Deputado mineiro protocola projeto que autoriza o Congresso a suspender decisões do STF

A PEC vem de encontro à mobilização dos parlamentares de oposição ao governo Lula (PT) e de ruralistas para interromper os trabalhos do Congresso

Deputado mineiro protocola projeto que autoriza o Congresso a suspender decisões do STF
Brasília – Deputado Domingos Sávio (PSDB/MG) durante sessão de discussão do processo de impeachment de Dilma, no plenário da Câmara (Wilson Dias/Agência Brasil)

O deputado Domingos Sávio (PL-MG) protocolou uma Proposta de Emenda à Constituição (PEC) que autoriza o Congresso a suspender decisões do Supremo Tribunal Federal (STF) que “extrapolem os limites constitucionais”. Na rede social X, o deputado afirmou nesta quinta-feira (28) que a PEC já conta com 175 assinaturas, quatro a mais que o mínimo necessário para sua apresentação. A proposta altera o artigo 49 da Constituição Federal que estabelece as competências do Congresso.

Segundo o novo texto da proposta, o Parlamento poderia “deliberar, por três quintos dos membros da Casa Legislativa, em dois turnos, sobre projeto de decreto legislativo do Congresso Nacional, apresentado por 1/3 dos membros da Câmara dos Deputados e do Senado, que proponha sustar decisão do STF que tenha transitado em julgado, e que extrapole os limites constitucionais”.

O texto também determina que o decreto legislativo “será promulgado pelo presidente do Congresso Nacional e comunicado ao Supremo Tribunal Federal com vigência imediata”. Sávio afirma, em sua justificativa, que “o Judiciário tem o dever de assegurar o respeito às leis elaboradas por aqueles que detêm o poder que emana do povo, o poder de legislar em nome do povo”.

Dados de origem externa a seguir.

use serde::{Deserialize, Serialize};
use serde_json::Value;

use crate::error::{AppError, Result};

/// Fallback when the provider reports a miss without a message
const DEFAULT_NOT_FOUND: &str = "Movie not found";

/// Enriched metadata returned by the OMDb API
///
/// Absent fields arrive as the literal string "N/A"; that is passed through
/// untouched, the way the provider delivers it.
#[derive(Debug, Clone, PartialEq, Serialize, Deserialize)]
pub struct MovieDetails {
    #[serde(rename = "Title")]
    pub title: String,
    #[serde(rename = "Year", default)]
    pub year: Option<String>,
    #[serde(rename = "Poster", default)]
    pub poster: Option<String>,
    #[serde(rename = "Genre", default)]
    pub genre: Option<String>,
    #[serde(rename = "imdbRating", default)]
    pub imdb_rating: Option<String>,
    #[serde(rename = "Runtime", default)]
    pub runtime: Option<String>,
    #[serde(rename = "Director", default)]
    pub director: Option<String>,
    #[serde(rename = "Actors", default)]
    pub actors: Option<String>,
    #[serde(rename = "Plot", default)]
    pub plot: Option<String>,
    #[serde(rename = "Awards", default)]
    pub awards: Option<String>,
}

/// Read-only client for the external metadata API
///
/// Responses are never cached; every detail view re-fetches.
#[derive(Debug, Clone)]
pub struct OmdbClient {
    http: reqwest::Client,
    base_url: String,
    api_key: String,
}

impl OmdbClient {
    pub fn new(base_url: String, api_key: String) -> Self {
        Self {
            http: reqwest::Client::new(),
            base_url,
            api_key,
        }
    }

    /// Look up one title, optionally narrowed by release year
    ///
    /// A provider-reported miss carries the provider's own message; a
    /// transport or HTTP failure is surfaced as a generic upstream error.
    pub async fn lookup(&self, title: &str, year: Option<i32>) -> Result<MovieDetails> {
        let mut query = vec![
            ("t", title.to_string()),
            ("apikey", self.api_key.clone()),
        ];
        if let Some(year) = year {
            query.push(("y", year.to_string()));
        }

        let payload = self
            .http
            .get(&self.base_url)
            .query(&query)
            .send()
            .await?
            .error_for_status()?
            .json::<Value>()
            .await?;

        parse_payload(payload)
    }
}

/// Split the provider's miss sentinel from a real result
///
/// OMDb answers 200 with `{"Response":"False","Error":"..."}` when the
/// title is unknown.
fn parse_payload(payload: Value) -> Result<MovieDetails> {
    if payload.get("Response").and_then(Value::as_str) == Some("False") {
        let message = payload
            .get("Error")
            .and_then(Value::as_str)
            .unwrap_or(DEFAULT_NOT_FOUND)
            .to_string();
        return Err(AppError::DetailsNotFound(message));
    }

    Ok(serde_json::from_value(payload)?)
}

#[cfg(test)]
mod tests {
    use super::*;
    use serde_json::json;

    #[test]
    fn test_provider_miss_surfaces_provider_message() {
        let payload = json!({
            "Response": "False",
            "Error": "Movie not found!"
        });

        match parse_payload(payload) {
            Err(AppError::DetailsNotFound(msg)) => assert_eq!(msg, "Movie not found!"),
            other => panic!("expected provider message, got {other:?}"),
        }
    }

    #[test]
    fn test_provider_miss_without_message_gets_default() {
        let payload = json!({ "Response": "False" });

        match parse_payload(payload) {
            Err(AppError::DetailsNotFound(msg)) => assert_eq!(msg, DEFAULT_NOT_FOUND),
            other => panic!("expected default message, got {other:?}"),
        }
    }

    #[test]
    fn test_full_payload_parses() {
        let payload = json!({
            "Response": "True",
            "Title": "Dune",
            "Year": "2021",
            "Poster": "https://example.com/dune.jpg",
            "Genre": "Action, Adventure, Drama",
            "imdbRating": "8.0",
            "Runtime": "155 min",
            "Director": "Denis Villeneuve",
            "Actors": "Timothée Chalamet, Rebecca Ferguson",
            "Plot": "Paul Atreides leads nomadic tribes.",
            "Awards": "Won 6 Oscars"
        });

        let details = parse_payload(payload).unwrap();
        assert_eq!(details.title, "Dune");
        assert_eq!(details.year.as_deref(), Some("2021"));
        assert_eq!(details.imdb_rating.as_deref(), Some("8.0"));
        assert_eq!(details.director.as_deref(), Some("Denis Villeneuve"));
    }

    #[test]
    fn test_sparse_payload_parses_with_gaps() {
        let payload = json!({
            "Response": "True",
            "Title": "Obscure Short",
            "Poster": "N/A"
        });

        let details = parse_payload(payload).unwrap();
        assert_eq!(details.title, "Obscure Short");
        assert_eq!(details.poster.as_deref(), Some("N/A"));
        assert_eq!(details.plot, None);
    }
}
/// Earliest year a movie can carry (first commercial films)
pub const MIN_MOVIE_YEAR: i32 = 1890;

/// How far into the future a release year may point
/// Allows announced-but-unreleased titles
pub const MAX_YEAR_FUTURE_SLACK: i32 = 5;

/// Cache key for the serialized movie snapshot
pub const MOVIES_CACHE_KEY: &str = "cached_movies";

/// Cache key for the snapshot expiry timestamp (Unix millis)
pub const CACHE_EXPIRY_KEY: &str = "cached_movies_expiry";

/// Default snapshot lifetime in minutes
pub const DEFAULT_CACHE_TTL_MINUTES: u64 = 30;

/// Session lifetime in seconds (24 hours)
pub const SESSION_TTL_SECS: i64 = 86_400;

/// Minimum password length accepted at sign-up
pub const MIN_PASSWORD_LEN: usize = 6;

/// Capacity of the movie change broadcast channel
pub const CHANGE_CHANNEL_CAPACITY: usize = 64;

// =============================================================================
// Error Messages
// =============================================================================

/// Error message for a missing movie name
pub const ERR_EMPTY_NAME: &str = "Movie name must not be empty";

/// Error message for a year outside the accepted range
pub const ERR_INVALID_YEAR: &str = "Please enter a valid year";

/// Error message for a malformed email address
pub const ERR_INVALID_EMAIL: &str = "Invalid email address";

/// Error message for a too-short password
pub const ERR_WEAK_PASSWORD: &str = "Password should be at least 6 characters";

/// Generic message when the metadata provider is unreachable
pub const ERR_DETAILS_UNAVAILABLE: &str = "Failed to load movie details";
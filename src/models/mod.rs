pub mod counter;
pub mod movie;
pub mod session;
pub mod user;

pub use counter::CounterRecord;
pub use movie::MovieRecord;
pub use session::{SessionContext, SessionRecord};
pub use user::{Role, UserRecord};
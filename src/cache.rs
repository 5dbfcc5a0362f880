use std::fs;
use std::path::PathBuf;

use chrono::Utc;

use crate::constants::{CACHE_EXPIRY_KEY, MOVIES_CACHE_KEY};
use crate::models::MovieRecord;

/// File-backed snapshot cache for the movie collection
///
/// Two string keys, each one file under the cache directory: the
/// JSON-serialized movie array and its expiry timestamp (Unix millis).
/// Write failures are logged and swallowed; a cache that cannot be
/// written must never fail the read path that produced the data.
#[derive(Debug, Clone)]
pub struct SnapshotCache {
    dir: PathBuf,
    ttl_minutes: u64,
}

impl SnapshotCache {
    pub fn new(dir: impl Into<PathBuf>, ttl_minutes: u64) -> Self {
        Self {
            dir: dir.into(),
            ttl_minutes,
        }
    }

    fn key_path(&self, key: &str) -> PathBuf {
        self.dir.join(key)
    }

    /// Read the cached snapshot, if present and fresh
    ///
    /// Returns None when either key is missing, the payload fails to
    /// parse, or the expiry has passed. An expired snapshot is removed
    /// as a side effect.
    pub fn read(&self) -> Option<Vec<MovieRecord>> {
        let expiry_raw = fs::read_to_string(self.key_path(CACHE_EXPIRY_KEY)).ok()?;
        let payload = fs::read_to_string(self.key_path(MOVIES_CACHE_KEY)).ok()?;

        let expires_at: i64 = match expiry_raw.trim().parse() {
            Ok(ts) => ts,
            Err(_) => {
                tracing::warn!("Unparseable cache expiry, discarding snapshot");
                self.clear();
                return None;
            }
        };

        if Utc::now().timestamp_millis() >= expires_at {
            // Expired cache, clear it
            self.clear();
            return None;
        }

        match serde_json::from_str(&payload) {
            Ok(movies) => Some(movies),
            Err(e) => {
                tracing::warn!("Unparseable cache payload, discarding snapshot: {}", e);
                self.clear();
                None
            }
        }
    }

    /// Overwrite the snapshot and stamp a fresh expiry
    pub fn write(&self, movies: &[MovieRecord]) {
        let payload = match serde_json::to_string(movies) {
            Ok(p) => p,
            Err(e) => {
                tracing::warn!("Failed to serialize movie snapshot: {}", e);
                return;
            }
        };

        let expires_at =
            Utc::now().timestamp_millis() + (self.ttl_minutes as i64) * 60 * 1000;

        if let Err(e) = fs::create_dir_all(&self.dir) {
            tracing::warn!("Failed to create cache directory: {}", e);
            return;
        }
        if let Err(e) = fs::write(self.key_path(MOVIES_CACHE_KEY), payload) {
            tracing::warn!("Failed to write movie snapshot: {}", e);
            return;
        }
        if let Err(e) = fs::write(self.key_path(CACHE_EXPIRY_KEY), expires_at.to_string()) {
            tracing::warn!("Failed to write snapshot expiry: {}", e);
            return;
        }

        tracing::debug!("Cached {} movies", movies.len());
    }

    /// Remove both keys
    pub fn clear(&self) {
        let _ = fs::remove_file(self.key_path(MOVIES_CACHE_KEY));
        let _ = fs::remove_file(self.key_path(CACHE_EXPIRY_KEY));
    }
}

#[cfg(test)]
mod tests {
    use super::*;
    use tempfile::TempDir;

    fn sample_movies() -> Vec<MovieRecord> {
        vec![
            MovieRecord {
                id: "a".repeat(64),
                name: "Dune".to_string(),
                name_lower: "dune".to_string(),
                year: 2021,
                created_at: 1_700_000_100,
            },
            MovieRecord {
                id: "b".repeat(64),
                name: "The Dark Knight".to_string(),
                name_lower: "the dark knight".to_string(),
                year: 2008,
                created_at: 1_700_000_000,
            },
        ]
    }

    #[test]
    fn test_round_trip_before_expiry() {
        let tmp = TempDir::new().unwrap();
        let cache = SnapshotCache::new(tmp.path(), 30);

        let movies = sample_movies();
        cache.write(&movies);

        assert_eq!(cache.read(), Some(movies));
    }

    #[test]
    fn test_read_absent_when_empty() {
        let tmp = TempDir::new().unwrap();
        let cache = SnapshotCache::new(tmp.path(), 30);

        assert_eq!(cache.read(), None);
    }

    #[test]
    fn test_expired_snapshot_clears_both_keys() {
        let tmp = TempDir::new().unwrap();
        // Zero TTL: expiry stamp is already in the past by read time
        let cache = SnapshotCache::new(tmp.path(), 0);

        cache.write(&sample_movies());
        assert_eq!(cache.read(), None);

        assert!(!tmp.path().join(MOVIES_CACHE_KEY).exists());
        assert!(!tmp.path().join(CACHE_EXPIRY_KEY).exists());
    }

    #[test]
    fn test_corrupt_payload_reads_as_absent() {
        let tmp = TempDir::new().unwrap();
        let cache = SnapshotCache::new(tmp.path(), 30);

        cache.write(&sample_movies());
        fs::write(tmp.path().join(MOVIES_CACHE_KEY), "not json").unwrap();

        assert_eq!(cache.read(), None);
    }

    #[test]
    fn test_clear_removes_snapshot() {
        let tmp = TempDir::new().unwrap();
        let cache = SnapshotCache::new(tmp.path(), 30);

        cache.write(&sample_movies());
        cache.clear();

        assert_eq!(cache.read(), None);
    }
}
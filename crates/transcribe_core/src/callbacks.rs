use std::sync::Arc;

use crate::protocol::{SessionOpened, Transcript, UpstreamEvent};

pub type OpenCallback = Arc<dyn Fn(&SessionOpened) + Send + Sync>;
pub type DataCallback = Arc<dyn Fn(&Transcript) + Send + Sync>;
pub type ErrorCallback = Arc<dyn Fn(&str) + Send + Sync>;
pub type CloseCallback = Arc<dyn Fn() + Send + Sync>;

/// Handlers invoked from the upstream reader task.
#[derive(Clone, Default)]
pub struct TranscriberCallbacks {
    on_open: Option<OpenCallback>,
    on_data: Option<DataCallback>,
    on_error: Option<ErrorCallback>,
    on_close: Option<CloseCallback>,
}

impl TranscriberCallbacks {
    pub fn new() -> Self {
        Self::default()
    }

    pub fn on_open<F>(mut self, callback: F) -> Self
    where
        F: Fn(&SessionOpened) + Send + Sync + 'static,
    {
        self.on_open = Some(Arc::new(callback));
        self
    }

    pub fn on_data<F>(mut self, callback: F) -> Self
    where
        F: Fn(&Transcript) + Send + Sync + 'static,
    {
        self.on_data = Some(Arc::new(callback));
        self
    }

    pub fn on_error<F>(mut self, callback: F) -> Self
    where
        F: Fn(&str) + Send + Sync + 'static,
    {
        self.on_error = Some(Arc::new(callback));
        self
    }

    pub fn on_close<F>(mut self, callback: F) -> Self
    where
        F: Fn() + Send + Sync + 'static,
    {
        self.on_close = Some(Arc::new(callback));
        self
    }

    /// Routes a parsed event to its handler. Termination is reported through
    /// [`close`](Self::close) once the socket actually ends.
    pub fn dispatch(&self, event: &UpstreamEvent) {
        match event {
            UpstreamEvent::Opened(opened) => self.open(opened),
            UpstreamEvent::Transcript(transcript) => self.data(transcript),
            UpstreamEvent::Error(message) => self.error(message),
            UpstreamEvent::Terminated(_) => {}
        }
    }

    pub fn open(&self, opened: &SessionOpened) {
        if let Some(callback) = &self.on_open {
            callback(opened);
        }
    }

    pub fn data(&self, transcript: &Transcript) {
        if let Some(callback) = &self.on_data {
            callback(transcript);
        }
    }

    pub fn error(&self, message: &str) {
        if let Some(callback) = &self.on_error {
            callback(message);
        }
    }

    pub fn close(&self) {
        if let Some(callback) = &self.on_close {
            callback();
        }
    }
}
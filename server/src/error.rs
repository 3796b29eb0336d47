use std::time::Duration;

use tokio_tungstenite::tungstenite;

#[derive(Debug, thiserror::Error)]
pub enum TranscriberError {
    #[error("AssemblyAI API key not configured")]
    MissingApiKey,
    #[error("invalid streaming url {url}: {reason}")]
    InvalidUrl { url: String, reason: String },
    #[error("timed out after {0:?} connecting to AssemblyAI")]
    ConnectTimeout(Duration),
    #[error("failed to open AssemblyAI websocket: {0}")]
    Connect(#[source] tungstenite::Error),
    #[error("failed to send to AssemblyAI: {0}")]
    Send(#[source] tungstenite::Error),
}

A PEC vem de encontro à mobilização dos parlamentares de oposição ao governo Lula (PT) e de ruralistas para interromper os trabalhos do Congresso, em protesto contra o que chamam de invasão de competência do STF sobre o Legislativo. Desde a última terça-feira (26), os congressistas estão em estado de obstrução permanente, instrumento utilizado para dificultar a tramitação de projetos.

Os oposicionistas se queixam da interferência do Supremo na decisão sobre o marco temporal, das pautas sobre a descriminalização das drogas e do aborto. A obstrução será por tempo indeterminado, segundo os parlamentares.